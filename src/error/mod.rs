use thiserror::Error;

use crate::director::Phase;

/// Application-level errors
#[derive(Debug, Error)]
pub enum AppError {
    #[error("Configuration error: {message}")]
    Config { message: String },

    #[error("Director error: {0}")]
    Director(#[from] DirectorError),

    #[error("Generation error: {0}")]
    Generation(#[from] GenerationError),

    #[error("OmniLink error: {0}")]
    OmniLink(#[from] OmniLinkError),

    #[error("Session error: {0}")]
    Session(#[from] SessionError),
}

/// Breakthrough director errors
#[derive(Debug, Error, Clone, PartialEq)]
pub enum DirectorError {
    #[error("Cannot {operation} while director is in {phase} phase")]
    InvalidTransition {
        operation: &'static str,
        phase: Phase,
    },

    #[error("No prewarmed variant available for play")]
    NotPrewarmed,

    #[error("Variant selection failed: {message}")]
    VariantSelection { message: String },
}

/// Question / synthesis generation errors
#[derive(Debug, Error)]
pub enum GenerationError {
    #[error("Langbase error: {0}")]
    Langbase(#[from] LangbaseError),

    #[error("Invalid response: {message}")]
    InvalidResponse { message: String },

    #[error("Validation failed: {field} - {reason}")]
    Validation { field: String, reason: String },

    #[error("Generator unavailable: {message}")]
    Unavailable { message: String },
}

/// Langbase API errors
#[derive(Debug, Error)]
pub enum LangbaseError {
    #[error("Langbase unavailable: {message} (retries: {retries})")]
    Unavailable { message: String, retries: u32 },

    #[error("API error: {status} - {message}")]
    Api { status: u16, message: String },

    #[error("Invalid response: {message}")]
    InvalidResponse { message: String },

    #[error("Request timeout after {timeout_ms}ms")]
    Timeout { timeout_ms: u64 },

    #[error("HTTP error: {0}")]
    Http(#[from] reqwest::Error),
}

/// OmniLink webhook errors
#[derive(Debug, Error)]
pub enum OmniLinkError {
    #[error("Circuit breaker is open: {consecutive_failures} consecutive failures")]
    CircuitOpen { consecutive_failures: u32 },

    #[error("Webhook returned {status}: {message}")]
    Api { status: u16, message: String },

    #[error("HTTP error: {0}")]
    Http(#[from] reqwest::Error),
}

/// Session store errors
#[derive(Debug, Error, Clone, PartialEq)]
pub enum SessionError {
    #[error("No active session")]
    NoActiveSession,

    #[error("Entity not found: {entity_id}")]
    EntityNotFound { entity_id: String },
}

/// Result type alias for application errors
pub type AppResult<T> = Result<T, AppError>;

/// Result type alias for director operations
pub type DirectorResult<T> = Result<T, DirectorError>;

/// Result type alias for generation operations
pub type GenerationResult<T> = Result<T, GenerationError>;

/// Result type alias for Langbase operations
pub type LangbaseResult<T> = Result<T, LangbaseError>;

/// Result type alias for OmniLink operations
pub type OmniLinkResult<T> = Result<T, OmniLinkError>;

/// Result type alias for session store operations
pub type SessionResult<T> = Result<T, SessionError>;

* * *

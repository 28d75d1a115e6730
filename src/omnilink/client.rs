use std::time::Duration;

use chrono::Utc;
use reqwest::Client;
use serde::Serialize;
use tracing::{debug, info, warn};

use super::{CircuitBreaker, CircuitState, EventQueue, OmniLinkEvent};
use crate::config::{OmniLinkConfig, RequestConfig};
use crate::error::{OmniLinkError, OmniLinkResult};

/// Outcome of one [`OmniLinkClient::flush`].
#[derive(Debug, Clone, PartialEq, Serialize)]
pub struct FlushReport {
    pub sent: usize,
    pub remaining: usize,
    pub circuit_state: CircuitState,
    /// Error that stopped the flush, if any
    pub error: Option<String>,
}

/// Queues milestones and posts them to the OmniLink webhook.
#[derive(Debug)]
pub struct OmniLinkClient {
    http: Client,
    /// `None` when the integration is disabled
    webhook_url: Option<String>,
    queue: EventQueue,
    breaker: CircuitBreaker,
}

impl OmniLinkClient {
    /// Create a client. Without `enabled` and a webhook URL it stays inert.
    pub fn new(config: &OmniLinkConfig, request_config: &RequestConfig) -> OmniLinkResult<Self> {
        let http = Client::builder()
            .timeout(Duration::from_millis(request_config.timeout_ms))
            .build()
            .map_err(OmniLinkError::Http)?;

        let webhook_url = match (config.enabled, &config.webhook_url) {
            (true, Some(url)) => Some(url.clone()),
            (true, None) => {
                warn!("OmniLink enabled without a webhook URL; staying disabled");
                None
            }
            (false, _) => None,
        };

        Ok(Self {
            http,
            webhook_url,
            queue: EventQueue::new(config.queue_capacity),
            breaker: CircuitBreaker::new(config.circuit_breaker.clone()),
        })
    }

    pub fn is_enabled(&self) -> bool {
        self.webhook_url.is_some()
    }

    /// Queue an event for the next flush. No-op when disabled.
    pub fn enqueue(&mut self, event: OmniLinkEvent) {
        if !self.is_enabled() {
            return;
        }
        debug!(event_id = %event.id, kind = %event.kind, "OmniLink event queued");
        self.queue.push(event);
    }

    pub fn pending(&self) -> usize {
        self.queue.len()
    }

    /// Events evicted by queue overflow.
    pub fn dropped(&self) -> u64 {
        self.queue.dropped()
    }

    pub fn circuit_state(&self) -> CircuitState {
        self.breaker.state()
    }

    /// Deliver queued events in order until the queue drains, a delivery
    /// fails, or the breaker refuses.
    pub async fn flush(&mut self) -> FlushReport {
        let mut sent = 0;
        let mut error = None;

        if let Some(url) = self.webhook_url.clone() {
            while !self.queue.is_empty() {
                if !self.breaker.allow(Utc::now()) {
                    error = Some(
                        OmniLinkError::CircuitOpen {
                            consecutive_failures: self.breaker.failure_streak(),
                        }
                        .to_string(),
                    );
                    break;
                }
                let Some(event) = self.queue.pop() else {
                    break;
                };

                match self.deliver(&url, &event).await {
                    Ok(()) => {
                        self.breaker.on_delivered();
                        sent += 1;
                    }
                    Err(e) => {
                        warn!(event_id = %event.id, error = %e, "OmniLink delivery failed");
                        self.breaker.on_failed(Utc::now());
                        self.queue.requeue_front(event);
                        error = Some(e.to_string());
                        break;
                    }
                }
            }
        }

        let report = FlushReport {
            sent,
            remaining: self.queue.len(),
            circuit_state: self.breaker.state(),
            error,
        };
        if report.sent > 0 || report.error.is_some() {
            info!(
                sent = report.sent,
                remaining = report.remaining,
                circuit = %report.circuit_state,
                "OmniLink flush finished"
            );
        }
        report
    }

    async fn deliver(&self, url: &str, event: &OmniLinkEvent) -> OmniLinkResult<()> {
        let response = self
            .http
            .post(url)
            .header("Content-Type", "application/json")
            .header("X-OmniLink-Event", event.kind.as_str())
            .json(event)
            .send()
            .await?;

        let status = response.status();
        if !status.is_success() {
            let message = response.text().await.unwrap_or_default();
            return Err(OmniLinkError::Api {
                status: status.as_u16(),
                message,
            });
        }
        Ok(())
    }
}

• _Problem_: The lines of the records that contain the string "RequestConfig" should be located and copied.

• _Solution_:
use crate::config::{OmniLinkConfig, RequestConfig};
    pub fn new(config: &OmniLinkConfig, request_config: &RequestConfig) -> OmniLinkResult<Self> {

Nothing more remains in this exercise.